Tens of thousands of Connecticut health insurance consumers will still see double-digit increases in their 2017 rates, even though the state’s Department of Insurance has denied some rate requests filed by health insurers while reducing others.
The agency said Friday the rates reflect rising medical costs and elimination of the federal payments previously made to insurers to help stabilize rates during the first three years of the Affordable Care Act.
“The Connecticut market is experiencing what other states have seen this year – rising health care costs, increased demand for services and significantly higher prescription drug costs,” said Insurance Commissioner Katharine L. Wade in written statement. “Therefore, in some cases, higher rates were actuarially justified.”
The agency’s actuaries reviewed 17 rate filings submitted by 12 health insurance companies selling individual and small group plans in the state, covering approximately 300,000 people. The plans include some offered on and off the state’s health insurance exchange, known as Access Health CT.
Both Anthem Health Plans and ConnectiCare Insurance Co. are being ordered to recalculate their rate requests for certain plans they offer to consumers. Commissioner Katharine L. Wade says they were too excessive. Anthem was seeking an average 26.8 percent increase for individual plans serving 56,700 people offered on the state exchange and an average 11.6 percent increase for small group plans serving 42,200 people offered on the exchange. Meanwhile, ConnectiCare was denied its request for a 24.3 percent increase for individual plans offered off the exchange and covering 37,142 people.
The two companies have until Sept. 7 to submit their revised rates for consideration. Lynne Ide, director of program and policy and the Universal Health Care Foundation, said she worries consumers will still pay double-digit rate increases, which she contends are unwarranted given the companies’ profits.
“I’m fearful of what the recalculations will look like,” she said.
Connecticut officials pared a proposed 27.1 percent average increase for individual plans offered by ConnectiCare on the state’s health insurance exchange to 17.4 percent. Those plans cover 47,597 people. However, the agency approved Aetna Inc.’s average 27.9 percent rate increase for individual plans offered off the exchange. They serve 6,346 people.
Democratic Gov. Dannel P. Malloy said the average individual rate increase off and on the exchange is 24.48 percent while the average small group rate increase off and on the exchange is 12.88 percent. In a letter sent Friday to Health and Human Services Secretary Sylvia Matthews Burwell, Malloy stressed how he’s disappointed the rate increases must occur and that it’s “imperative that further action is taken at the federal level to stabilize rates.”
“To fail to act,” wrote Malloy, “is to fail consumers in Connecticut and nationally.”
Republican legislators, who represent the minority party in the Democratic controlled General Assembly, said state lawmakers need to determine what Connecticut can do to address problems associated with the ACA. The new legislative session opens in January.

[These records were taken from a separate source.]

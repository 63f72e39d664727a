//! Control message types exchanged between sender and receiver.

use serde::{Deserialize, Serialize};

/// Reason sent with `reject` when the `connect` envelope does not decrypt.
pub const REJECT_INVALID_TOKEN: &str = "Invalid token";

/// Reason sent with `reject` when the receiver's operator refuses.
pub const REJECT_DENIED: &str = "Connection denied";

/// Reason sent with `reject` when another sender already holds the session.
pub const REJECT_BUSY: &str = "Session busy";

/// A single control frame.
///
/// Serialized as an internally tagged JSON object whose `type` field carries
/// the lowercase variant name.
#[derive(Debug, Clone, PartialEq, Eq, Serialize, Deserialize)]
#[serde(tag = "type", rename_all = "lowercase")]
pub enum ControlMessage {
    /// Sender → receiver.  `d` is an envelope around a [`ConnectPayload`].
    Connect { d: String },
    /// Receiver → sender.  The connection was approved.
    Accept,
    /// Receiver → sender.  The connection was refused.
    Reject {
        #[serde(default, skip_serializing_if = "Option::is_none")]
        reason: Option<String>,
    },
    /// Sender → receiver.  `d` is an envelope around a keyboard event record.
    Key { d: String },
    /// Sender → receiver.  `d` is an envelope around a mouse event record.
    Mouse { d: String },
    /// Either direction.  Stop forwarding input until `resume`.
    Pause,
    /// Either direction.
    Resume,
    /// Either direction.  The session is over.
    Disconnect,
}

impl ControlMessage {
    /// Returns the wire name of this message, for logging.
    pub fn type_name(&self) -> &'static str {
        match self {
            ControlMessage::Connect { .. } => "connect",
            ControlMessage::Accept => "accept",
            ControlMessage::Reject { .. } => "reject",
            ControlMessage::Key { .. } => "key",
            ControlMessage::Mouse { .. } => "mouse",
            ControlMessage::Pause => "pause",
            ControlMessage::Resume => "resume",
            ControlMessage::Disconnect => "disconnect",
        }
    }

    /// Builds a `reject` frame carrying `reason`.
    pub fn reject(reason: impl Into<String>) -> Self {
        ControlMessage::Reject {
            reason: Some(reason.into()),
        }
    }
}

/// Plaintext sealed inside the `connect` envelope.
#[derive(Debug, Clone, PartialEq, Eq, Serialize, Deserialize)]
pub struct ConnectPayload {
    /// Display name of the sending machine.
    #[serde(rename = "pcName")]
    pub pc_name: String,
}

“Rate increases cannot be the only solution,” said Sen. Kevin Kelly, R-Stratford, the GOP Senate leader on the legislature’s Insurance and Real Estate Committee. “We have to dig deeper into why the industry is struggling, why some people are not purchasing insurance and what the state can do to create a better environment for insurance companies and consumers alike.”
Ide has suggested the legislature contemplate allowing the Connecticut Department of Insurance to take into account affordability as it decides whether to approve rate increase applications. Neighboring Rhode Island has an affordability standard.